La fin de l’abondance est la conséquence de l’imprévoyance de nos dirigeants.


L’énergie du désespoir
Emmanuel Macron inaugure le premier parc éolien en mer français à Saint-Nazaire, 22 septembre 2022. / PHOTO : STEPHANE MAHE / POOL / AFP

La France, comme ses voisins européens, n’offre aucune solution sérieuse pour surmonter la crise énergétique. Alors qu’on sait déjà que la « sobriété » ne sera pas suffisante pour traverser un hiver rigoureux, nos dirigeants misent encore sur les énergies renouvelables.
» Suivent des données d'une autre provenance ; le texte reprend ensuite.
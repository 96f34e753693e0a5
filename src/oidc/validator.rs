//! Bearer token validation.

use anyhow::Result;
use jsonwebtoken::errors::{Error as JwtError, ErrorKind as JwtErrorKind};
use jsonwebtoken::{decode, decode_header, Algorithm, DecodingKey, Validation};
use serde_json::{Map, Value};
use std::collections::HashMap;
use std::sync::Arc;
use std::time::Duration;
use tracing::{debug, info, warn};

use super::bearer::extract_bearer_token;
use super::claims::ValidatedClaims;
use super::jwks::{find_key, JwksCache, JwksFetcher, KeySource, SigningKey};
use crate::config::{AuthConfig, MAX_CLOCK_SKEW_SECS};
use crate::error::AuthError;

/// The only accepted signing algorithm. Never taken from the token.
pub const ALGORITHM: Algorithm = Algorithm::RS256;

/// Verifies RS256 bearer tokens against the provider's published keys.
pub struct TokenValidator {
    issuer: String,
    audience: String,
    leeway: u64,
    keys: Arc<dyn KeySource>,
}

impl TokenValidator {
    pub fn new(config: &AuthConfig, keys: Arc<dyn KeySource>) -> Self {
        Self {
            issuer: config.issuer(),
            audience: config.api_audience.clone(),
            leeway: config.clock_skew_secs.min(MAX_CLOCK_SKEW_SECS),
            keys,
        }
    }

    /// Build a validator with the key source the config asks for: a
    /// per-request fetch when `jwks_cache_secs` is 0, a cache otherwise.
    pub fn from_config(config: &AuthConfig) -> Result<Self> {
        let fetcher = JwksFetcher::new(config.jwks_url(), config.jwks_timeout())?;

        let keys: Arc<dyn KeySource> = if config.jwks_cache_secs == 0 {
            Arc::new(fetcher)
        } else {
            Arc::new(JwksCache::new(
                fetcher,
                Duration::from_secs(config.jwks_cache_secs),
            ))
        };

        Ok(Self::new(config, keys))
    }

    pub fn issuer(&self) -> &str {
        &self.issuer
    }

    pub fn audience(&self) -> &str {
        &self.audience
    }

    /// Extract the bearer token from `headers` and verify it.
    pub async fn authenticate(
        &self,
        headers: &HashMap<String, Vec<String>>,
    ) -> Result<ValidatedClaims, AuthError> {
        let token = extract_bearer_token(headers)?;
        self.verify(token).await
    }

    /// Verify signature and standard claims of `token`.
    pub async fn verify(&self, token: &str) -> Result<ValidatedClaims, AuthError> {
        let header = decode_header(token).map_err(|e| {
            debug!(error = %e, "Failed to decode token header");
            AuthError::unparseable()
        })?;

        debug!(
            kid = ?header.kid,
            alg = ?header.alg,
            "Validating bearer token"
        );

        let kid = header.kid.as_deref().ok_or_else(|| {
            debug!("Token header has no kid");
            AuthError::no_matching_key()
        })?;

        let signing_key = self.signing_key(kid).await?;

        let decoding_key = DecodingKey::from_rsa_components(&signing_key.n, &signing_key.e)
            .map_err(|e| {
                warn!(kid = %kid, error = %e, "Published key has invalid RSA components");
                AuthError::unparseable()
            })?;

        let token_data = decode::<Map<String, Value>>(token, &decoding_key, &self.validation())
            .map_err(|e| map_jwt_error(&e))?;

        let claims = ValidatedClaims::new(token_data.claims);
        info!(sub = ?claims.subject(), "Bearer token validated");
        Ok(claims)
    }

    /// Look up `kid`, giving the key source one chance to pick up a rotated key.
    async fn signing_key(&self, kid: &str) -> Result<SigningKey, AuthError> {
        let key_set = self.keys.key_set().await.map_err(|e| {
            warn!(error = %e, "Key set unavailable");
            AuthError::no_matching_key()
        })?;

        if let Some(key) = find_key(&key_set, kid) {
            return Ok(key.clone());
        }

        match self.keys.refresh_on_miss(kid).await {
            Ok(Some(refreshed)) => find_key(&refreshed, kid).cloned().ok_or_else(|| {
                debug!(kid = %kid, "No published key matches kid");
                AuthError::no_matching_key()
            }),
            Ok(None) => {
                debug!(kid = %kid, "No published key matches kid");
                Err(AuthError::no_matching_key())
            }
            Err(e) => {
                warn!(kid = %kid, error = %e, "Key set refresh failed");
                Err(AuthError::no_matching_key())
            }
        }
    }

    fn validation(&self) -> Validation {
        let mut validation = Validation::new(ALGORITHM);
        validation.algorithms = vec![ALGORITHM];
        validation.leeway = self.leeway;
        validation.validate_exp = true;
        validation.validate_nbf = true;
        validation.set_issuer(&[&self.issuer]);
        validation.set_audience(&[&self.audience]);
        validation.set_required_spec_claims(&["exp", "iss", "aud"]);
        validation
    }
}

/// Map a verification failure onto the caller-facing taxonomy.
fn map_jwt_error(err: &JwtError) -> AuthError {
    let mapped = match err.kind() {
        JwtErrorKind::ExpiredSignature => AuthError::expired(),
        JwtErrorKind::InvalidAudience
        | JwtErrorKind::InvalidIssuer
        | JwtErrorKind::ImmatureSignature
        | JwtErrorKind::MissingRequiredClaim(_) => AuthError::invalid_claims(),
        _ => AuthError::unparseable(),
    };

    warn!(code = %mapped.kind, error = %err, "Bearer token rejected");
    mapped
}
Et plus encore sur la com’.


En France, on n’a pas de pétrole, et on n’a pas non plus beaucoup d’idées pour faire face à la crise énergétique. Alors faute de propositions crédibles, le plan de sobriété énergétique du gouvernement se réduit essentiellement à un plan de communication visant à faire passer l’accumulation de banalités pour une vision stratégique. À le lire, il repose surtout sur l’espoir que les réserves accumulées permettront de passer l’hiver. Les mesures concrètes se résument à subventionner l’augmentation des prix pour la rendre supportable ou à appeler à des économies de bouts de chandelle. Certes, le soutien financier est utile, voire indispensable pour les particuliers et les entreprises. L’ennui, c’est qu’il revient à traiter la question énergétique comme un problème conjoncturel.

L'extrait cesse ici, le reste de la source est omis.